======== Stored data

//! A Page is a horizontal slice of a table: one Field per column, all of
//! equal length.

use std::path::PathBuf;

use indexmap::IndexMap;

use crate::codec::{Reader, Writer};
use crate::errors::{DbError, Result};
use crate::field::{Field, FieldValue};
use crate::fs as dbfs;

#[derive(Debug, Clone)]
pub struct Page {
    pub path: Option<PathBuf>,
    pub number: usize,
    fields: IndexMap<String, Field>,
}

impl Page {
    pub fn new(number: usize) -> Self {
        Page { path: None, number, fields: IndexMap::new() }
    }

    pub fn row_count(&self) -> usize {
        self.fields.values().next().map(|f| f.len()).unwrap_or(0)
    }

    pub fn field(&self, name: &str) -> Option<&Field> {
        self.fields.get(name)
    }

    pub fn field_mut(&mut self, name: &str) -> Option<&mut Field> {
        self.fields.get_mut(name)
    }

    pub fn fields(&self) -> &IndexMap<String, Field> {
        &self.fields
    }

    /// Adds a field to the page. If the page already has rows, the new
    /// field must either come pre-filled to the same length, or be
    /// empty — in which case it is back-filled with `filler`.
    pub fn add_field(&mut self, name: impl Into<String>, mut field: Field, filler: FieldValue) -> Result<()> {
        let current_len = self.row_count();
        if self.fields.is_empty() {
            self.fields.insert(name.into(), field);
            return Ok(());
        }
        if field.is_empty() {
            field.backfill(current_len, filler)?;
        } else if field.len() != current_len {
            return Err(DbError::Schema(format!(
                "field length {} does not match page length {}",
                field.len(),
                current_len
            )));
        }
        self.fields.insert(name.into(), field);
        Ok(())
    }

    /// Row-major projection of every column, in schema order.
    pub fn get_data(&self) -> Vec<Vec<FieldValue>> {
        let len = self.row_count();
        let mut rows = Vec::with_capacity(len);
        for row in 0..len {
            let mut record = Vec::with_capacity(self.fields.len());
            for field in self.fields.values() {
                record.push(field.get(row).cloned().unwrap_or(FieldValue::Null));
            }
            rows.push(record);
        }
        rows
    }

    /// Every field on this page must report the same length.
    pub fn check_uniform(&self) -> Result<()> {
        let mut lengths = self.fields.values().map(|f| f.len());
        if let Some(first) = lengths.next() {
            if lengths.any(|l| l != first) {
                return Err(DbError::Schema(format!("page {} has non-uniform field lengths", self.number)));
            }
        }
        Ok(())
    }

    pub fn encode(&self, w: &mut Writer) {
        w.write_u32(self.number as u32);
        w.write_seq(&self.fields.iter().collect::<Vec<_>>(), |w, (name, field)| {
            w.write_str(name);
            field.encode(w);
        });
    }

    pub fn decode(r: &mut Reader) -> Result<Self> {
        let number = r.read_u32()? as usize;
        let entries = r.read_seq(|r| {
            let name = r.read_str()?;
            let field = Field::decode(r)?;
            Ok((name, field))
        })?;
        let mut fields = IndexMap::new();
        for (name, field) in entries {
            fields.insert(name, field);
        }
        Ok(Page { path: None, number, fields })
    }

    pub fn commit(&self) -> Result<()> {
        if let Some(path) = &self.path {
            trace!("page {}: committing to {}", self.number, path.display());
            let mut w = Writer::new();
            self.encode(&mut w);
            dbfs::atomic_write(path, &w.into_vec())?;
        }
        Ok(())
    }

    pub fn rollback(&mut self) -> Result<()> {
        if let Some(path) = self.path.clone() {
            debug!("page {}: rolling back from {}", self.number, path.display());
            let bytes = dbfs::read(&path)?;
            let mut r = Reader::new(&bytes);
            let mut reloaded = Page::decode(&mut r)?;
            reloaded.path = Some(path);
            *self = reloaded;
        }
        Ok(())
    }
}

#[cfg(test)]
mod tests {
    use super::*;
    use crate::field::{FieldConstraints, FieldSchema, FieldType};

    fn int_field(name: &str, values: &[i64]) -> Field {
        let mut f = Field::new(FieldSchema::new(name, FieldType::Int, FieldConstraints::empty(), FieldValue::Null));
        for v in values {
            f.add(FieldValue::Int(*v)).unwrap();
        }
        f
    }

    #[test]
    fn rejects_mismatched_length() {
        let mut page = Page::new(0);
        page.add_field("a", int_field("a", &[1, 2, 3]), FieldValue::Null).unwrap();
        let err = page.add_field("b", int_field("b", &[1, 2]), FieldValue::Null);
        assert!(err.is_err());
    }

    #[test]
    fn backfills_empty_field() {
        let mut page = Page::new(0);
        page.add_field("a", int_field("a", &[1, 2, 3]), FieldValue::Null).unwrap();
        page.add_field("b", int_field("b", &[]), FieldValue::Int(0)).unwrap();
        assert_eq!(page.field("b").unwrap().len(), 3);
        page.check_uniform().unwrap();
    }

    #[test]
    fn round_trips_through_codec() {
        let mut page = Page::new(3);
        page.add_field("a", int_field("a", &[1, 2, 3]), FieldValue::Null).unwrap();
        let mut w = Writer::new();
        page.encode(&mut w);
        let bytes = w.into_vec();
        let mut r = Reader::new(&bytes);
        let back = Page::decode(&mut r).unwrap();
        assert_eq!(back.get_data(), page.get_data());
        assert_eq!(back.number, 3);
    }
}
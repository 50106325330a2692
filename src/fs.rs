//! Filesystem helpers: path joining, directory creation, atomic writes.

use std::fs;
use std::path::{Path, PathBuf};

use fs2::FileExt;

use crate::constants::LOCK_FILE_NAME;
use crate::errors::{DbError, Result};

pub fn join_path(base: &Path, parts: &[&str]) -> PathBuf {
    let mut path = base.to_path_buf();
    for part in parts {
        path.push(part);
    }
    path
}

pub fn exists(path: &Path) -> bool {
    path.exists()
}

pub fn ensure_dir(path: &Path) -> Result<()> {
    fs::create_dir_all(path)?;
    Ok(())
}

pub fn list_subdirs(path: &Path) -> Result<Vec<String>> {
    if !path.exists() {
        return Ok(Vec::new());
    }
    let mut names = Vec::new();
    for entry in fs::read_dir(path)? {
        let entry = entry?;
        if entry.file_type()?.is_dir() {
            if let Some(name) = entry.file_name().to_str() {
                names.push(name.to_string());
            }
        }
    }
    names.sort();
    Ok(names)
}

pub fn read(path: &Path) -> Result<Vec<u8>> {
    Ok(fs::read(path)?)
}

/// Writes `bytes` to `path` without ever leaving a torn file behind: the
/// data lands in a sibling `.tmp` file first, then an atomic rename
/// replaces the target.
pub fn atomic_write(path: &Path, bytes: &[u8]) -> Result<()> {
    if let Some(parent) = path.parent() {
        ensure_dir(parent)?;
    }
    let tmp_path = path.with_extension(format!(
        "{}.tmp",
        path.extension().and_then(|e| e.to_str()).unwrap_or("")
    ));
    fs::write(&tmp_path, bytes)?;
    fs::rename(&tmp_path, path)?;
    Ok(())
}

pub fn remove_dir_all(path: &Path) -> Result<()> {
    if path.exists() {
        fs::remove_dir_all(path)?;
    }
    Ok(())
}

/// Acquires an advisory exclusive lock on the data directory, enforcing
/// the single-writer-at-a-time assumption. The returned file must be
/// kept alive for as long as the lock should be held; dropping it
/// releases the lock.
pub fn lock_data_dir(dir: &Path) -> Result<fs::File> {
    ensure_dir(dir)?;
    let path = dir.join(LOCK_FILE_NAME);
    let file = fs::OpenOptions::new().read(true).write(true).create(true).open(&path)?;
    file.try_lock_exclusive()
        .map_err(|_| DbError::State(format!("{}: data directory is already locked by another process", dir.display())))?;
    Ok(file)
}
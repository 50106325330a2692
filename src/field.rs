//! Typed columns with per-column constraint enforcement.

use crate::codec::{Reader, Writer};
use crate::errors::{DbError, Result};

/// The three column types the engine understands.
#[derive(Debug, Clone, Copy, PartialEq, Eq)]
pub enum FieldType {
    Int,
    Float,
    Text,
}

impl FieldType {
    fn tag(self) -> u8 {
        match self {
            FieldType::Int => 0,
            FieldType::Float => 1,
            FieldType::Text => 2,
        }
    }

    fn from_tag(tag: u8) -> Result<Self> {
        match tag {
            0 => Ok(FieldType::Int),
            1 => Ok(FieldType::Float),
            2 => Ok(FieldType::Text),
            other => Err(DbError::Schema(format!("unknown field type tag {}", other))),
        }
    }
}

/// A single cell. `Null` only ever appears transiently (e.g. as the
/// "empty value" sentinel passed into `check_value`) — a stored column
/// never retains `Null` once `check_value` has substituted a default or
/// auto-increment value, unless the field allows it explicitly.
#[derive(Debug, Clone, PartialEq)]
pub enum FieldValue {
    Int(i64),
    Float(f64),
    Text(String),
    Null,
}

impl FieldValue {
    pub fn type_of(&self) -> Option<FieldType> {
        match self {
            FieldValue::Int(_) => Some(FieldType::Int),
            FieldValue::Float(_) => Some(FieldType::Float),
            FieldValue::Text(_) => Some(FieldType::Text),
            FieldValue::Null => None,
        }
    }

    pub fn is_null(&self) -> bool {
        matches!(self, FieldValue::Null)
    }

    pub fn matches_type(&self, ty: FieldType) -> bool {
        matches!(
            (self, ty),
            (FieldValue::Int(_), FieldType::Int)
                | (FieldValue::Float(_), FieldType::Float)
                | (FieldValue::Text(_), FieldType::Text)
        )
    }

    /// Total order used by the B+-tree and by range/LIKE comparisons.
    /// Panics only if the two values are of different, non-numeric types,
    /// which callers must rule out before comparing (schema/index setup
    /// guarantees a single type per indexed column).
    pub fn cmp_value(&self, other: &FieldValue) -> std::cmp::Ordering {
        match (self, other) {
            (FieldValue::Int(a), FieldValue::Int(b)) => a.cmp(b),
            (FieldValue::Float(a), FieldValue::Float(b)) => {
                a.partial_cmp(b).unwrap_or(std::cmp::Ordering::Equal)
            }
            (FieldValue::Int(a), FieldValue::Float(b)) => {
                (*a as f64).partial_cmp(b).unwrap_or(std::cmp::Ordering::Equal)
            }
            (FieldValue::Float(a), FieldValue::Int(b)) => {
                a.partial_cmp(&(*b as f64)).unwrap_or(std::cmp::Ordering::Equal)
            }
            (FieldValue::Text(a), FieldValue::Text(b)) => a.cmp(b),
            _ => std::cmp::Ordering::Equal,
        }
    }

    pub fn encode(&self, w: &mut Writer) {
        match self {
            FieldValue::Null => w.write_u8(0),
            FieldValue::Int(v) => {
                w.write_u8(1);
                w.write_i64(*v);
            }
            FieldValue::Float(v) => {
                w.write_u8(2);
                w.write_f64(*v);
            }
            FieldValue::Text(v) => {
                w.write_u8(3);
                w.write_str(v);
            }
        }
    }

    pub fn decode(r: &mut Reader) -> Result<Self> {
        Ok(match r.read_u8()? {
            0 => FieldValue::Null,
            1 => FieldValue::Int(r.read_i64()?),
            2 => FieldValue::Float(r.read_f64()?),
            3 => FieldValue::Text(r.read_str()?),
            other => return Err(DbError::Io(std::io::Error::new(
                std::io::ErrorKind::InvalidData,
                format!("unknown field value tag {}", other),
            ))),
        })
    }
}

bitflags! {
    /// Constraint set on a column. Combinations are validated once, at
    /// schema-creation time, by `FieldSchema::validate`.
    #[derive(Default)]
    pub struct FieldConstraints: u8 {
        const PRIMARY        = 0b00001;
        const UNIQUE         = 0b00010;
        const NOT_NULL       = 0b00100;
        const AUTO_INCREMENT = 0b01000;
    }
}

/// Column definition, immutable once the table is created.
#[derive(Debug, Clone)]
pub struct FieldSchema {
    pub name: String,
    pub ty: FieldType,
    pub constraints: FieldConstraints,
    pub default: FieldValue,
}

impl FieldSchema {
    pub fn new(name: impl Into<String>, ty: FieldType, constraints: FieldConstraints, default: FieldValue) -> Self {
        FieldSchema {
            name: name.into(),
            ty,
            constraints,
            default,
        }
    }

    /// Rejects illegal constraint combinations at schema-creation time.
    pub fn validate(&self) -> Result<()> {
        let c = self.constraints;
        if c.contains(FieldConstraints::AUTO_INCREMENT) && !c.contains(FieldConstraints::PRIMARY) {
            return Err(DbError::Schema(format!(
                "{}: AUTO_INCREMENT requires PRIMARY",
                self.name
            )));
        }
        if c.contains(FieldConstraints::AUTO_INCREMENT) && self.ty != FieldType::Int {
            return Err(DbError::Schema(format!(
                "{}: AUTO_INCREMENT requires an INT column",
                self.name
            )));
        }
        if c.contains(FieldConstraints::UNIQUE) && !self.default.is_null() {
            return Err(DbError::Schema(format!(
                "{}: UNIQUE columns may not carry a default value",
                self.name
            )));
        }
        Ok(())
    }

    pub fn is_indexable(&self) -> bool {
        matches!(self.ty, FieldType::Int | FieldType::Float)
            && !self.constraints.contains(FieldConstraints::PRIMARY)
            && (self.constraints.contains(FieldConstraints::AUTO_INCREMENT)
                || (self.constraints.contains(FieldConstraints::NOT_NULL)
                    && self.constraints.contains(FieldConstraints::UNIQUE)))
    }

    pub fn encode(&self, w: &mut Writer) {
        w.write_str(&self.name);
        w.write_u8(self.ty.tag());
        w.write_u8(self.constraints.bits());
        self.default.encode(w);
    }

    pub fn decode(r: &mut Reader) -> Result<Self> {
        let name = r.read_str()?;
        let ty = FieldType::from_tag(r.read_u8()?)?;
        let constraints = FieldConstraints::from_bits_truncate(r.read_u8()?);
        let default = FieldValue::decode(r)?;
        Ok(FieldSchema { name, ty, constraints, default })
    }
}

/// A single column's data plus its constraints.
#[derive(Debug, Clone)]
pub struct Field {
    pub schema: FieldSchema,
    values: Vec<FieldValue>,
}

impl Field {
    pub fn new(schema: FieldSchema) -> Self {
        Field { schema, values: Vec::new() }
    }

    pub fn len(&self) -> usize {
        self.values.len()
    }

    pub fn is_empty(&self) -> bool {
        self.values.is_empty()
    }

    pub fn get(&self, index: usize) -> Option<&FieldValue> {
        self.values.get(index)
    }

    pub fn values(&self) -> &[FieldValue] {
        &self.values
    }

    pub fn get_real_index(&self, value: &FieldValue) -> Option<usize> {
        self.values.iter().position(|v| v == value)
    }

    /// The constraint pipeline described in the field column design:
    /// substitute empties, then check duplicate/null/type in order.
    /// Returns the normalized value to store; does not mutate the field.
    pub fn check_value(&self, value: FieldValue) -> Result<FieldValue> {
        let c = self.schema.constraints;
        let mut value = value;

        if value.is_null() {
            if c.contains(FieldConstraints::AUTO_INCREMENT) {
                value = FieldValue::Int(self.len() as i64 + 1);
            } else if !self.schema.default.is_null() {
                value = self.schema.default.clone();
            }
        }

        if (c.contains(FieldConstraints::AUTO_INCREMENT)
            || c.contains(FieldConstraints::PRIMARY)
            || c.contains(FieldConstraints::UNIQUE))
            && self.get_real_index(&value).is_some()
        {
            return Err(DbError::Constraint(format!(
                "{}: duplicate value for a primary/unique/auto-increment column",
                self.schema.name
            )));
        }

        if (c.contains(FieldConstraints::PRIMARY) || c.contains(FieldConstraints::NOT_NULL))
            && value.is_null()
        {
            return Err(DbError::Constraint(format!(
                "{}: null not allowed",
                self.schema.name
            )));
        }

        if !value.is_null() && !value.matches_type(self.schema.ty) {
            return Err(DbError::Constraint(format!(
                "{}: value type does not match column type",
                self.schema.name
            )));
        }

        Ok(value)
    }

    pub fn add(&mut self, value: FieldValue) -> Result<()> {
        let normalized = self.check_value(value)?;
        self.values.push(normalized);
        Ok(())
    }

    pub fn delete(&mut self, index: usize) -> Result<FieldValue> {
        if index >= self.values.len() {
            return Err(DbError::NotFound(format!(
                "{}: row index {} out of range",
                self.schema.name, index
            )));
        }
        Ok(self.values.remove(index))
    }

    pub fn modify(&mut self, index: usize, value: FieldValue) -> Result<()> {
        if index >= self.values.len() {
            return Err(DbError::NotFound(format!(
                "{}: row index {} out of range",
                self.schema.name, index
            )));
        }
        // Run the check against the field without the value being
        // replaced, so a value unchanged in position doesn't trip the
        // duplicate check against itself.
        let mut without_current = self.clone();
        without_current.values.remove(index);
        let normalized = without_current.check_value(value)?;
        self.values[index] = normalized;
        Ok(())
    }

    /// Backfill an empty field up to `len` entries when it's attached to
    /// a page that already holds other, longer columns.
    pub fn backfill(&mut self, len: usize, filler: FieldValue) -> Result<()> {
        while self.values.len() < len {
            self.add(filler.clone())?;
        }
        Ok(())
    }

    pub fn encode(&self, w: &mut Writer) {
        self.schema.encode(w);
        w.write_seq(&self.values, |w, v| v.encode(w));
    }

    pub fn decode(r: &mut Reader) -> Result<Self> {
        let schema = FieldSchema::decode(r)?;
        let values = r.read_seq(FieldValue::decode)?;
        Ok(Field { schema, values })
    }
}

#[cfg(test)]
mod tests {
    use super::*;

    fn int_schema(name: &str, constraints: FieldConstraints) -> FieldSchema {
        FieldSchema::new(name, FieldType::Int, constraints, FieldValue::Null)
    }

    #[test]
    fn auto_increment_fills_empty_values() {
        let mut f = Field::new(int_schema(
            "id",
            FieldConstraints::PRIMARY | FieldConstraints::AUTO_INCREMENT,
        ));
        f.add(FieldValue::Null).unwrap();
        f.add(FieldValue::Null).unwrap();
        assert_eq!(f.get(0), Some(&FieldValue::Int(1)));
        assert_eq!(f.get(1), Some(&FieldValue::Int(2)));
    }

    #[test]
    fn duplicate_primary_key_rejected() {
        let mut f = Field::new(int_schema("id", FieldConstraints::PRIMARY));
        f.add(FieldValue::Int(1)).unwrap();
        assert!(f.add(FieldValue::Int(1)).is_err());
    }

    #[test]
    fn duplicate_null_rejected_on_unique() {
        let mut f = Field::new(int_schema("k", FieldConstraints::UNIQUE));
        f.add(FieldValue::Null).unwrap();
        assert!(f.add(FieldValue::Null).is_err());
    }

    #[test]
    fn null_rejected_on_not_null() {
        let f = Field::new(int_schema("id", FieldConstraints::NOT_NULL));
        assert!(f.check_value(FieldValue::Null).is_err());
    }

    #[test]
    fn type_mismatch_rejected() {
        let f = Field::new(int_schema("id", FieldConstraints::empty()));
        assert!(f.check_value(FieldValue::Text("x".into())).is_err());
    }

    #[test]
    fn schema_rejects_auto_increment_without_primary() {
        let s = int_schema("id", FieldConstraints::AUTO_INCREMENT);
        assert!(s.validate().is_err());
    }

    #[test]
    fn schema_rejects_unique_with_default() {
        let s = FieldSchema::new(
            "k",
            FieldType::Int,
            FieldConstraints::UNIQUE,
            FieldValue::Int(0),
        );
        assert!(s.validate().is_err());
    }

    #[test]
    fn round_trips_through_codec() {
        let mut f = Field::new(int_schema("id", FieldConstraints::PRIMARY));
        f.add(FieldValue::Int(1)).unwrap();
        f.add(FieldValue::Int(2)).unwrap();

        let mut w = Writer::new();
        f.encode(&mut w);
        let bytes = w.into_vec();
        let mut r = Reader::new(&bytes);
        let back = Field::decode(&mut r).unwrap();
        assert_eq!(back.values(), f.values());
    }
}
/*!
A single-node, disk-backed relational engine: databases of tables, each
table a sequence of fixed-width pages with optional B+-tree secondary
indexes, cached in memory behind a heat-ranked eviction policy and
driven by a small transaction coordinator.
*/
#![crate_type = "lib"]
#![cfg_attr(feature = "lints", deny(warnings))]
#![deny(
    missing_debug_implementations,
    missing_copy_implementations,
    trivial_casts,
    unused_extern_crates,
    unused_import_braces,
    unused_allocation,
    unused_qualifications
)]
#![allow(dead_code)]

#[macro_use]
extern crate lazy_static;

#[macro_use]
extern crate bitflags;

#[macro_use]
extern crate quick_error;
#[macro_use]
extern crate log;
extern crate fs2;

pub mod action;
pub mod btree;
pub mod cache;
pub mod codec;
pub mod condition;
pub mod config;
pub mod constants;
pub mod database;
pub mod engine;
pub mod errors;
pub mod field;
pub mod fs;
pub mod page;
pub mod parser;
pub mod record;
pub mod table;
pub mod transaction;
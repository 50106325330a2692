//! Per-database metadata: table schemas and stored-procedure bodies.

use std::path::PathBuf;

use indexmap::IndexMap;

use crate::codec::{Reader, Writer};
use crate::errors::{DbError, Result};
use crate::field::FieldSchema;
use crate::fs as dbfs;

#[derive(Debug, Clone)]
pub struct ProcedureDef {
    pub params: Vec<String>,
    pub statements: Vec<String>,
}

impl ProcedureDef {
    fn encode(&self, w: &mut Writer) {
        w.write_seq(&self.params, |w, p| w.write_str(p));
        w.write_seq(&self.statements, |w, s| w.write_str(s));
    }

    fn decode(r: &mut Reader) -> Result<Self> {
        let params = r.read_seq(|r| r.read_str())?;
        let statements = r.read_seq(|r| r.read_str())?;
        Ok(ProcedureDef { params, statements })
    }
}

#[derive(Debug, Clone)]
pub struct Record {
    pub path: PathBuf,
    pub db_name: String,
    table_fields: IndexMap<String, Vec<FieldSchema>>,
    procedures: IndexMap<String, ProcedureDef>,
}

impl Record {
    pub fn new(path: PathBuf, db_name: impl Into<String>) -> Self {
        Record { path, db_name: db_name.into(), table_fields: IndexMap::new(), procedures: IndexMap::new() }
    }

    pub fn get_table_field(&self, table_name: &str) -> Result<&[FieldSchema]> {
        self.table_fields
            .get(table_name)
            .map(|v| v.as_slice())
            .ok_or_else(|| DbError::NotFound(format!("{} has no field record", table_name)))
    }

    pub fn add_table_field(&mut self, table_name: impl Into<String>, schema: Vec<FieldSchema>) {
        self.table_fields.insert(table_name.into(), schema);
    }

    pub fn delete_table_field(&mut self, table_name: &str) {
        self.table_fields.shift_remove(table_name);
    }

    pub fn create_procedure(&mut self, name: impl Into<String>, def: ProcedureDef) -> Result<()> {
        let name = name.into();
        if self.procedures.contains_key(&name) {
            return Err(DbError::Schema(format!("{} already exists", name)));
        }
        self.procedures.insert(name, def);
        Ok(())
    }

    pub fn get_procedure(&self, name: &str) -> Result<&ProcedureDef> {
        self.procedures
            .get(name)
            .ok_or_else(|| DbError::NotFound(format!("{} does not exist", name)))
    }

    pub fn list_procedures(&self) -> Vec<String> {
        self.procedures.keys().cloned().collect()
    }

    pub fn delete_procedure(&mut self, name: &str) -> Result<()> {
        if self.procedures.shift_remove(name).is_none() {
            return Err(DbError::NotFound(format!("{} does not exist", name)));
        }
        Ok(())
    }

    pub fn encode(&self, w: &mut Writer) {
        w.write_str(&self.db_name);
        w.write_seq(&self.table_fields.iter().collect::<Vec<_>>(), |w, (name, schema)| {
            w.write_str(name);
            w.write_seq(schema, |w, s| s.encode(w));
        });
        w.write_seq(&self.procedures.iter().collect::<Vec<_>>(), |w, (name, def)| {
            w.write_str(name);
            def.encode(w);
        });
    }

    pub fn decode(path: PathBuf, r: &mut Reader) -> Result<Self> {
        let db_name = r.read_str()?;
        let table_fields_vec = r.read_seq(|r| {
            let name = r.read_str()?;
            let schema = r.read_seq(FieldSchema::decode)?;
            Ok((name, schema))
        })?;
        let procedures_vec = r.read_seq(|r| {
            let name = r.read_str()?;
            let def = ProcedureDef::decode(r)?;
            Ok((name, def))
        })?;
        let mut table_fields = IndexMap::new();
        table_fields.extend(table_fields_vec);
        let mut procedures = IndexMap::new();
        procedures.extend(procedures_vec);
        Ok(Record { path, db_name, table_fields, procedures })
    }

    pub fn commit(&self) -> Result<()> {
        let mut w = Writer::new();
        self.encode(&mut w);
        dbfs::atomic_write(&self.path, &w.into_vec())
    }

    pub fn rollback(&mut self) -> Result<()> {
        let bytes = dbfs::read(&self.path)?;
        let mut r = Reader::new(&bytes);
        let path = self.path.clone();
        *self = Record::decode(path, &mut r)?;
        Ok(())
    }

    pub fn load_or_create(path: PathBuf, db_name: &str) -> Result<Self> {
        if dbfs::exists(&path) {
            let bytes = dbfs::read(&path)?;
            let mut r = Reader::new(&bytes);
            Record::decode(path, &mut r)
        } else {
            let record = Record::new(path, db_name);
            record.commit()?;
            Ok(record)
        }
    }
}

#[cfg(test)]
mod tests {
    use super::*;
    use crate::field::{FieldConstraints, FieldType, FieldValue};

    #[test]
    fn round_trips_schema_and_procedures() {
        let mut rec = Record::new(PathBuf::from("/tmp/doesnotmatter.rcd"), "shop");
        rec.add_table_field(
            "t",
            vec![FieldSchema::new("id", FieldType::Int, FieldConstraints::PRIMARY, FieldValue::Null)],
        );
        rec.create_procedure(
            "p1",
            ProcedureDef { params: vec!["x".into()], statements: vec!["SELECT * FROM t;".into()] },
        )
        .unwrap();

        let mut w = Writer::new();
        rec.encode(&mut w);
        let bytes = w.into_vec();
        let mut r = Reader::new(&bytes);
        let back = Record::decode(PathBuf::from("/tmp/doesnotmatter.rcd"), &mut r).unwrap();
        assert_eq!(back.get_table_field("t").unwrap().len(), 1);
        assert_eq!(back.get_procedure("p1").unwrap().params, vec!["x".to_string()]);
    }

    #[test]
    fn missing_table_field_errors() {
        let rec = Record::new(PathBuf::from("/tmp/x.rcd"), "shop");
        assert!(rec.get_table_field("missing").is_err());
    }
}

================

=== Exercise aim ===
Every line of the material above that has the string "params" needs pulling out.

=== Response box ===
    pub params: Vec<String>,
        w.write_seq(&self.params, |w, p| w.write_str(p));
        let params = r.read_seq(|r| r.read_str())?;
        Ok(ProcedureDef { params, statements })
            ProcedureDef { params: vec!["x".into()], statements: vec!["SELECT * FROM t;".into()] },
        assert_eq!(back.get_procedure("p1").unwrap().params, vec!["x".to_string()]);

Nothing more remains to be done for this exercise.